[Dataset excerpts]
====
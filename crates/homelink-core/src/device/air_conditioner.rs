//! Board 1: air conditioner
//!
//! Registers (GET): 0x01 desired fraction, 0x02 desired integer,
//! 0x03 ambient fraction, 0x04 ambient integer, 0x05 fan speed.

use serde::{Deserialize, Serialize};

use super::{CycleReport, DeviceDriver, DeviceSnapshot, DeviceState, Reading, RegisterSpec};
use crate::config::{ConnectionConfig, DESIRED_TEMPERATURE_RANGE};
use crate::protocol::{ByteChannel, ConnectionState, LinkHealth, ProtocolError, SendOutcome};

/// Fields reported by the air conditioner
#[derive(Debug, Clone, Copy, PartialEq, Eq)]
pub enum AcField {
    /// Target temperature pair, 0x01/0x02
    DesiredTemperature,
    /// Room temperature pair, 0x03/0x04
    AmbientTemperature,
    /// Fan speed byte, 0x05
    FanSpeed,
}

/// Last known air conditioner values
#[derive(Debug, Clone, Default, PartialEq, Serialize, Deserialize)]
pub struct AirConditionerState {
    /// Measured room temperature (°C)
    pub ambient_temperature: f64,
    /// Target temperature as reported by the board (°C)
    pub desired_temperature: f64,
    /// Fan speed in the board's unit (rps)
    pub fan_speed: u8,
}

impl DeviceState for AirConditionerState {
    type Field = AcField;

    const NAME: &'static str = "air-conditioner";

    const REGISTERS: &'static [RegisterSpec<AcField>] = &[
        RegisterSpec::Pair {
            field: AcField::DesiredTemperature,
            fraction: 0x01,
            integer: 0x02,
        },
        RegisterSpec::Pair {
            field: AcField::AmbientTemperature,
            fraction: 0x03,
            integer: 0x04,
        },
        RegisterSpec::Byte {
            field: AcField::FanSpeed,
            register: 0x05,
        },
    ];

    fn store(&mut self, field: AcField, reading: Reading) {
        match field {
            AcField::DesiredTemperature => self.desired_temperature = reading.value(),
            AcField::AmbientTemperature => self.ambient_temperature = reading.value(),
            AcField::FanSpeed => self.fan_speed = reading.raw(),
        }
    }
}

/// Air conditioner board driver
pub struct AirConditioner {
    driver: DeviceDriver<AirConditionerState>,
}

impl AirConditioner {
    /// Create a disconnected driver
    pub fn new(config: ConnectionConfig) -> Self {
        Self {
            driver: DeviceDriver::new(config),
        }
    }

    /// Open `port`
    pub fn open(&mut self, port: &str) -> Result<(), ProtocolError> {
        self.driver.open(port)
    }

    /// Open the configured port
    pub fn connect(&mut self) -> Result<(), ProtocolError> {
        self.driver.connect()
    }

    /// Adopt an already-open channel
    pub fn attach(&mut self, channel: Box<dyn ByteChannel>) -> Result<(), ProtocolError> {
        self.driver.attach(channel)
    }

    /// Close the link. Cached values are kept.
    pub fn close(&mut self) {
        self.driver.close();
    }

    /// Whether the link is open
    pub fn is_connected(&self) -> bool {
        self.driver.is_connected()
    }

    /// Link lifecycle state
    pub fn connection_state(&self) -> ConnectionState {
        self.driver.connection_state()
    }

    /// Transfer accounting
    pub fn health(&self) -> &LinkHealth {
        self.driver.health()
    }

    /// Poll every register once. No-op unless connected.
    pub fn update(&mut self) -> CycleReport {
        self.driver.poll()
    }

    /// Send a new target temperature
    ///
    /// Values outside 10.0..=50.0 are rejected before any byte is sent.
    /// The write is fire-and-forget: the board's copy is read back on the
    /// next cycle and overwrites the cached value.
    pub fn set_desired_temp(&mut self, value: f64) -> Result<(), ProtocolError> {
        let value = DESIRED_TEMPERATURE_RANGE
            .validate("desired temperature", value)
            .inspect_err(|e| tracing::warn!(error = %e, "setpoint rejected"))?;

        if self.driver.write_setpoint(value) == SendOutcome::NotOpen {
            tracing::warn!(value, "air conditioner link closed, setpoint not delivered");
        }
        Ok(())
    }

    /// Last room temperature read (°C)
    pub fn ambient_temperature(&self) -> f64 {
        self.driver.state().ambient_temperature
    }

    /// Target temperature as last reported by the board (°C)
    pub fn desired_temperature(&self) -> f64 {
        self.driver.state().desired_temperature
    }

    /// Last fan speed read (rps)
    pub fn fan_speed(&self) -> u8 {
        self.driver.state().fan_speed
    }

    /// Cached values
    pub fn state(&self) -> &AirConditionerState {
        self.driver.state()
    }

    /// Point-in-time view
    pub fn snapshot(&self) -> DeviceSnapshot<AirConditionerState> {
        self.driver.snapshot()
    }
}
====
ACTIVITY =>
For this exercise, output the records in full, exactly.

RESPONSE FOR THIS EXERCISE =>
filename crates/homelink-core/src/device/air_conditioner.rs
//! Board 1: air conditioner
//!
//! Registers (GET): 0x01 desired fraction, 0x02 desired integer,
//! 0x03 ambient fraction, 0x04 ambient integer, 0x05 fan speed.

use serde::{Deserialize, Serialize};

use super::{CycleReport, DeviceDriver, DeviceSnapshot, DeviceState, Reading, RegisterSpec};
use crate::config::{ConnectionConfig, DESIRED_TEMPERATURE_RANGE};
use crate::protocol::{ByteChannel, ConnectionState, LinkHealth, ProtocolError, SendOutcome};

/// Fields reported by the air conditioner
#[derive(Debug, Clone, Copy, PartialEq, Eq)]
pub enum AcField {
    /// Target temperature pair, 0x01/0x02
    DesiredTemperature,
    /// Room temperature pair, 0x03/0x04
    AmbientTemperature,
    /// Fan speed byte, 0x05
    FanSpeed,
}

/// Last known air conditioner values
#[derive(Debug, Clone, Default, PartialEq, Serialize, Deserialize)]
pub struct AirConditionerState {
    /// Measured room temperature (°C)
    pub ambient_temperature: f64,
    /// Target temperature as reported by the board (°C)
    pub desired_temperature: f64,
    /// Fan speed in the board's unit (rps)
    pub fan_speed: u8,
}

impl DeviceState for AirConditionerState {
    type Field = AcField;

    const NAME: &'static str = "air-conditioner";

    const REGISTERS: &'static [RegisterSpec<AcField>] = &[
        RegisterSpec::Pair {
            field: AcField::DesiredTemperature,
            fraction: 0x01,
            integer: 0x02,
        },
        RegisterSpec::Pair {
            field: AcField::AmbientTemperature,
            fraction: 0x03,
            integer: 0x04,
        },
        RegisterSpec::Byte {
            field: AcField::FanSpeed,
            register: 0x05,
        },
    ];

    fn store(&mut self, field: AcField, reading: Reading) {
        match field {
            AcField::DesiredTemperature => self.desired_temperature = reading.value(),
            AcField::AmbientTemperature => self.ambient_temperature = reading.value(),
            AcField::FanSpeed => self.fan_speed = reading.raw(),
        }
    }
}

/// Air conditioner board driver
pub struct AirConditioner {
    driver: DeviceDriver<AirConditionerState>,
}

impl AirConditioner {
    /// Create a disconnected driver
    pub fn new(config: ConnectionConfig) -> Self {
        Self {
            driver: DeviceDriver::new(config),
        }
    }

    /// Open `port`
    pub fn open(&mut self, port: &str) -> Result<(), ProtocolError> {
        self.driver.open(port)
    }

    /// Open the configured port
    pub fn connect(&mut self) -> Result<(), ProtocolError> {
        self.driver.connect()
    }

    /// Adopt an already-open channel
    pub fn attach(&mut self, channel: Box<dyn ByteChannel>) -> Result<(), ProtocolError> {
        self.driver.attach(channel)
    }

    /// Close the link. Cached values are kept.
    pub fn close(&mut self) {
        self.driver.close();
    }

    /// Whether the link is open
    pub fn is_connected(&self) -> bool {
        self.driver.is_connected()
    }

    /// Link lifecycle state
    pub fn connection_state(&self) -> ConnectionState {
        self.driver.connection_state()
    }

    /// Transfer accounting
    pub fn health(&self) -> &LinkHealth {
        self.driver.health()
    }

    /// Poll every register once. No-op unless connected.
    pub fn update(&mut self) -> CycleReport {
        self.driver.poll()
    }

    /// Send a new target temperature
    ///
    /// Values outside 10.0..=50.0 are rejected before any byte is sent.
    /// The write is fire-and-forget: the board's copy is read back on the
    /// next cycle and overwrites the cached value.
    pub fn set_desired_temp(&mut self, value: f64) -> Result<(), ProtocolError> {
        let value = DESIRED_TEMPERATURE_RANGE
            .validate("desired temperature", value)
            .inspect_err(|e| tracing::warn!(error = %e, "setpoint rejected"))?;

        if self.driver.write_setpoint(value) == SendOutcome::NotOpen {
            tracing::warn!(value, "air conditioner link closed, setpoint not delivered");
        }
        Ok(())
    }

    /// Last room temperature read (°C)
    pub fn ambient_temperature(&self) -> f64 {
        self.driver.state().ambient_temperature
    }

    /// Target temperature as last reported by the board (°C)
    pub fn desired_temperature(&self) -> f64 {
        self.driver.state().desired_temperature
    }

    /// Last fan speed read (rps)
    pub fn fan_speed(&self) -> u8 {
        self.driver.state().fan_speed
    }

    /// Cached values
    pub fn state(&self) -> &AirConditionerState {
        self.driver.state()
    }

    /// Point-in-time view
    pub fn snapshot(&self) -> DeviceSnapshot<AirConditionerState> {
        self.driver.snapshot()
    }
}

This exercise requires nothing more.